3. Clear the top area (the Query pane) of any remnants of queries that might appear.

4. Ensure that FoodMart 2000 is selected as the database name in the DB box of the toolbar.

5. Select the Warehouse cube in the Cube drop-down list box.

The MDX Sample Application window should resemble that shown in Illustration 2, complete with the information from the Warehouse cube displaying in the Metadata tree (left section of the Metadata pane).


Illustration 2: The MDX Sample Application Window (Compressed)

Many similarities exist between the arrangements of objects in the Metadata pane and the Calculated Member Builder, which we have explored in earlier lessons of this series. We will discuss various attributes of the MDX Sample Application when they are relevant to the exercises we undertake; it might prove highly useful to explore the Books Online for a wealth of detail about the application.

6. Type the following query into the Query pane:

SELECT 
FROM Warehouse

7. Click the Run Query button on the toolbar (the button sporting the green arrowhead-shaped icon - a tool tip will alight when the cursor is placed upon the button to positively identify it for us).

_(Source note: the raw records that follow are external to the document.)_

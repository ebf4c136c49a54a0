//! Global config handle.
//!
//! Uses `arc-swap` for lock-free reads. The config is loaded once in `main`
//! and read by every request handler through [`cfg`].
//!
//! # Usage
//!
//! ```ignore
//! use crate::config::cfg;
//!
//! let c = cfg();
//! let pages = c.pages_root();  // Arc auto-derefs to &EditorConfig
//! ```

use super::EditorConfig;
use arc_swap::ArcSwap;
use std::sync::{Arc, LazyLock};

/// Global config storage.
///
/// Initialized with the default config, then replaced with the loaded config
/// in `main`.
static CONFIG: LazyLock<ArcSwap<EditorConfig>> =
    LazyLock::new(|| ArcSwap::from_pointee(EditorConfig::default()));

/// Get current config as `Arc<EditorConfig>`.
///
/// Thread-safe and wait-free.
#[inline]
pub fn cfg() -> Arc<EditorConfig> {
    CONFIG.load_full()
}

/// Install the loaded config (called once at startup).
#[inline]
pub fn init_config(config: EditorConfig) {
    CONFIG.store(Arc::new(config));
}
//! Front matter splitting, parsing, and rendering.
//!
//! ```text
//! ---                 ┐
//! title: Hello        │ front matter (YAML)
//! date: 2024-05-01    │
//! ---                 ┘
//! # Hello             ┐
//!                     │ body (markdown)
//! Some text.          ┘
//! ```

use crate::{error::EditorError, log};
use serde_yaml::{Mapping, Value};

/// Fence line around the front matter block.
pub const FENCE: &str = "---";

/// Front matter supplied with a save, in exactly one of two modes.
#[derive(Debug, Clone, PartialEq)]
pub enum FrontMatter {
    /// Text the user edited directly; written back verbatim.
    Raw(String),
    /// Fields to serialize as YAML.
    Structured(Mapping),
}

impl FrontMatter {
    fn is_empty(&self) -> bool {
        match self {
            Self::Raw(raw) => raw.is_empty(),
            Self::Structured(map) => map.is_empty(),
        }
    }
}

/// Split raw page text into `(front_matter_raw, body)`.
///
/// Both parts are trimmed. Text without a leading fence, or with no closing
/// fence, is all body.
pub fn split(raw: &str) -> (&str, &str) {
    if let Some(rest) = raw.strip_prefix(FENCE)
        && let Some(end) = rest.find(FENCE)
    {
        let front_matter = rest[..end].trim();
        let body = rest[end + FENCE.len()..].trim();
        return (front_matter, body);
    }
    ("", raw)
}

/// Parse front matter YAML into a mapping.
///
/// Fails soft: malformed or non-mapping front matter yields an empty mapping
/// so the body can still be loaded.
pub fn parse(front_matter_raw: &str) -> Mapping {
    if front_matter_raw.trim().is_empty() {
        return Mapping::new();
    }
    match serde_yaml::from_str::<Value>(front_matter_raw) {
        Ok(Value::Mapping(map)) => map,
        Ok(Value::Null) => Mapping::new(),
        Ok(_) => {
            let err = EditorError::ParseFailure("front matter is not a mapping".into());
            log!("front-matter"; "{err}");
            Mapping::new()
        }
        Err(e) => {
            let err = EditorError::ParseFailure(e.to_string());
            log!("front-matter"; "{err}");
            Mapping::new()
        }
    }
}

/// Render a page from front matter and body.
///
/// Empty front matter renders the body alone. Raw text is emitted exactly
/// as given.
///
/// # Errors
///
/// Structured front matter that cannot be serialized.
pub fn render(front_matter: &FrontMatter, body: &str) -> Result<String, EditorError> {
    if front_matter.is_empty() {
        return Ok(body.to_owned());
    }
    let block = match front_matter {
        FrontMatter::Raw(raw) => raw.clone(),
        FrontMatter::Structured(map) => serde_yaml::to_string(map)?.trim_end().to_owned(),
    };
    Ok(format!("{FENCE}\n{block}\n{FENCE}\n{body}"))
}

#[cfg(test)]
mod tests {
    use super::*;

    #[test]
    fn test_split_basic() {
        assert_eq!(split("---\ntitle: X\n---\nBody"), ("title: X", "Body"));
    }

    #[test]
    fn test_split_trims_parts() {
        let raw = "---\n\ntitle: X\ndate: 2024-01-01\n\n---\n\n# Heading\n\ntext\n";
        assert_eq!(split(raw), ("title: X\ndate: 2024-01-01", "# Heading\n\ntext"));
    }

    #[test]
    fn test_split_without_fence() {
        let raw = "# Just markdown\n---\nnot front matter";
        assert_eq!(split(raw), ("", raw));
    }

    #[test]
    fn test_split_unclosed_fence() {
        let raw = "---\ntitle: X\nno closing";
        assert_eq!(split(raw), ("", raw));
    }

    #[test]
    fn test_split_empty_block() {
        assert_eq!(split("------\nBody"), ("", "Body"));
    }

    #[test]
    fn test_parse_mapping() {
        let map = parse("title: Hello\npublished: true");
        assert_eq!(map.get("title"), Some(&Value::from("Hello")));
        assert_eq!(map.get("published"), Some(&Value::Bool(true)));
    }

    #[test]
    fn test_parse_fails_soft() {
        assert!(parse("title: [unclosed").is_empty());
        assert!(parse("- a\n- b").is_empty());
        assert!(parse("").is_empty());
        assert!(parse("   ").is_empty());
    }

    #[test]
    fn test_render_raw() {
        let fm = FrontMatter::Raw("title: X\ncustom:  kept as typed".into());
        assert_eq!(
            render(&fm, "Body").unwrap(),
            "---\ntitle: X\ncustom:  kept as typed\n---\nBody"
        );
    }

    #[test]
    fn test_render_raw_is_verbatim() {
        let fm = FrontMatter::Raw("title: X\n".into());
        assert_eq!(render(&fm, "Body").unwrap(), "---\ntitle: X\n\n---\nBody");

        let fm = FrontMatter::Raw("  ".into());
        assert_eq!(render(&fm, "Body").unwrap(), "---\n  \n---\nBody");
    }

    #[test]
    fn test_render_structured() {
        let mut map = Mapping::new();
        map.insert("title".into(), "Hello".into());
        map.insert("date".into(), "2024-05-01".into());
        map.insert("published".into(), true.into());
        let fm = FrontMatter::Structured(map);
        assert_eq!(
            render(&fm, "# Hello").unwrap(),
            "---\ntitle: Hello\ndate: 2024-05-01\npublished: true\n---\n# Hello"
        );
    }

    #[test]
    fn test_render_empty_front_matter() {
        assert_eq!(render(&FrontMatter::Raw(String::new()), "Body").unwrap(), "Body");
        assert_eq!(
            render(&FrontMatter::Structured(Mapping::new()), "Body").unwrap(),
            "Body"
        );
    }

    #[test]
    fn test_render_then_split() {
        let fm = FrontMatter::Raw("title: X".into());
        let text = render(&fm, "Body text").unwrap();
        assert_eq!(split(&text), ("title: X", "Body text"));
    }
}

We see the number 102,278.41 appear in the in the Results pane. This amount represents the "grand total" of all measures in the Warehouse cube, because the query we have input is simple, and specifies no members from any dimensions within the cube. We are thus awarded the grand total, because the query supplies the default member for each dimension; this is standard behavior when no specifics are stipulated in the query.

8. Save the query by selecting File -> Save As (the Save Query File button on the toolbar will work equally well), and call the file MXAS06-1.

9. Click Save to save the file, after navigating to a meaningful location of your choice.

Note: I typically prefer to save files to a context-oriented directory / folder (for example, a folder I have created for a client for whom I am writing MDX queries as a part of an engagement, or for a class I am teaching). This is obviously a point of personal taste; our objective is to keep track of where the queries are so that we can find them in time of need. Much rewriting and confusion between altered versions can be avoided by storing the queries in a logical system of some sort to keep organized. My favorite way to do this is to create a database within which to store the query strings, together with descriptions, author and keyword information, along with creation / modification datetime data and "version" information, if applicable.

Working with Sets in Our Queries

We can generate queries that are far more sophisticated by adding sets of members to one or both of the axes. Let's explore this, with the following steps:

10. Select Query -> New from the top menu to set up a new Query pane.

11. Type in the following query once again, for starters:

SELECT 

FROM Warehouse

NOTE: I often intentionally add generous space between rows, and between components of the coding, in my lessons. This is to make the coding easier to follow.

12. Placing the cursor behind word SELECT, type in one space.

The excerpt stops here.